PROBLEM DETAILS - In the data below, find every line with the string "IdentityProviderService" and pull it out.

EXTRACTED DATA -
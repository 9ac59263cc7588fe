//! crates/chat_auth_core/src/reconcile.rs
//!
//! The Session Reconciler: given a canonical identity from the Claim
//! Validator, creates or updates the local user record, rotates the session
//! credential, and migrates anonymous pre-login state (settings,
//! conversations) to the authenticated user. Also hosts the smaller Logout
//! Reconciler.

use chrono::{Duration, Utc};
use sha2::{Digest, Sha256};
use tracing::{debug, error, info};
use uuid::Uuid;

use crate::domain::{ClientMeta, NewSession, Owner, Settings, UserIdentity, UserProfileUpdate};
use crate::error::{AuthError, AuthResult};
use crate::ports::{DatabaseService, IdentityProviderService};

/// Sessions expire a fixed two weeks after creation. Expiry is declarative;
/// whoever reads the session row later enforces it.
const SESSION_EXPIRY_WEEKS: i64 = 2;

/// The result of a successful login reconciliation. The secret goes back to
/// the client via the session cookie; only its hash was persisted.
#[derive(Debug, Clone)]
pub struct LoginOutcome {
    pub user_id: Uuid,
    pub session_id: Uuid,
    pub session_secret: String,
}

/// Where the caller should send the user after logout.
#[derive(Debug, Clone, PartialEq, Eq)]
pub enum LogoutOutcome {
    /// No provider integration or no id-token on the session: go home.
    RedirectHome,
    /// Provider-side logout: redirect to the end-session URL.
    RedirectProvider(String),
}

/// Generates a fresh session secret from a cryptographically random UUID.
pub fn generate_session_secret() -> String {
    Uuid::new_v4().to_string()
}

/// Derives the storage hash for a session secret: SHA-256, hex encoded.
/// Deterministic, so a cookie secret can be re-verified on later requests.
pub fn hash_session_secret(secret: &str) -> String {
    let mut hasher = Sha256::new();
    hasher.update(secret.as_bytes());
    format!("{:x}", hasher.finalize())
}

/// Reconciles a verified login against local state.
///
/// Looks up the user by provider subject id, creates or updates the record,
/// rotates the session credential, and migrates any state owned by the
/// caller's prior anonymous session. Returns the new secret for cookie
/// issuance and the resolved user id.
///
/// Store failures propagate untouched; a session-hash collision aborts the
/// whole operation before any state is mutated.
pub async fn reconcile_login(
    db: &dyn DatabaseService,
    identity: &UserIdentity,
    prior_session_id: Option<Uuid>,
    client: &ClientMeta,
    id_token: &str,
    access_token: Option<&str>,
) -> AuthResult<LoginOutcome> {
    let secret = generate_session_secret();
    reconcile_login_with_secret(db, identity, prior_session_id, client, id_token, access_token, &secret)
        .await
}

/// Inner reconciliation with the secret supplied by the caller; split out so
/// the collision path is testable with a known secret.
pub(crate) async fn reconcile_login_with_secret(
    db: &dyn DatabaseService,
    identity: &UserIdentity,
    prior_session_id: Option<Uuid>,
    client: &ClientMeta,
    id_token: &str,
    access_token: Option<&str>,
    secret: &str,
) -> AuthResult<LoginOutcome> {
    info!(
        login_sub = %identity.subject,
        login_username = identity.username.as_deref(),
        login_name = %identity.name,
        login_email = identity.email.as_deref(),
        login_roles = ?identity.roles,
        login_groups = ?identity.groups,
        "user login"
    );

    let existing_user = db.find_user_by_subject(&identity.subject).await?;

    let token_hash = hash_session_secret(secret);
    if db.find_session_by_hash(&token_hash).await?.is_some() {
        error!(login_sub = %identity.subject, "session credential hash collision");
        return Err(AuthError::SessionCollision);
    }

    let now = Utc::now();
    let new_session = |owner: Owner| NewSession {
        token_hash: token_hash.clone(),
        owner,
        created_at: now,
        updated_at: now,
        expires_at: now + Duration::weeks(SESSION_EXPIRY_WEEKS),
        user_agent: client.user_agent.clone(),
        ip: client.ip.clone(),
        id_token: Some(id_token.to_string()),
        access_token: access_token.map(str::to_string),
    };

    let (user_id, session_id) = match existing_user {
        Some(user) => {
            debug!(login_sub = %identity.subject, user_id = %user.id, "updating existing user");
            db.update_user_profile(
                user.id,
                &UserProfileUpdate {
                    username: identity.username.clone(),
                    name: identity.name.clone(),
                    avatar_url: identity.avatar_url.clone(),
                    is_admin: identity.is_admin,
                    is_early_access: identity.is_early_access,
                },
            )
            .await?;

            // Drop the prior session, if any. Absent is the normal case for a
            // first visit, so not an error.
            if let Some(prior) = prior_session_id {
                db.delete_session(prior).await?;
            }

            let session_id = db.insert_session(&new_session(Owner::User(user.id))).await?;
            (user.id, session_id)
        }
        None => {
            let user_id = db.insert_user(identity).await?;
            debug!(login_sub = %identity.subject, user_id = %user_id, "created new user");

            let session_id = db.insert_session(&new_session(Owner::User(user_id))).await?;

            // Move pre-login settings over; fall back to defaults when the
            // anonymous session never touched settings.
            let migrated = match prior_session_id {
                Some(prior) => db.migrate_settings(prior, user_id).await?,
                None => 0,
            };
            if migrated == 0 {
                db.insert_settings(&Settings::default_for_user(user_id, now)).await?;
            }

            (user_id, session_id)
        }
    };

    // Conversations migrate in both branches.
    if let Some(prior) = prior_session_id {
        let migrated = db.migrate_conversations(prior, user_id).await?;
        if migrated > 0 {
            debug!(user_id = %user_id, migrated, "migrated anonymous conversations");
        }
    }

    Ok(LoginOutcome {
        user_id,
        session_id,
        session_secret: secret.to_string(),
    })
}

/// Reconciles a logout: deletes the local session if it exists and decides
/// the redirect target. The caller clears the session cookie in all cases.
pub async fn reconcile_logout(
    db: &dyn DatabaseService,
    provider: Option<&dyn IdentityProviderService>,
    session_id: Option<Uuid>,
    post_logout_redirect: &str,
) -> AuthResult<LogoutOutcome> {
    let session = match session_id {
        Some(id) => db.find_session_by_id(id).await?,
        None => None,
    };

    if let Some(session) = &session {
        db.delete_session(session.id).await?;
    }

    let id_token = session.as_ref().and_then(|s| s.id_token.as_deref());
    let (Some(provider), Some(id_token)) = (provider, id_token) else {
        return Ok(LogoutOutcome::RedirectHome);
    };

    match provider.end_session_url(id_token, post_logout_redirect) {
        Ok(url) => {
            debug!(end_session_url = %url, "redirecting to provider end-session endpoint");
            Ok(LogoutOutcome::RedirectProvider(url))
        }
        Err(e) => {
            error!(session_id = ?session_id, error = %e, "failed to build provider end-session URL");
            Err(AuthError::ProviderLogout(e.to_string()))
        }
    }
}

OUTPUT FOR THIS EXERCISE -
use crate::ports::{DatabaseService, IdentityProviderService};
    provider: Option<&dyn IdentityProviderService>,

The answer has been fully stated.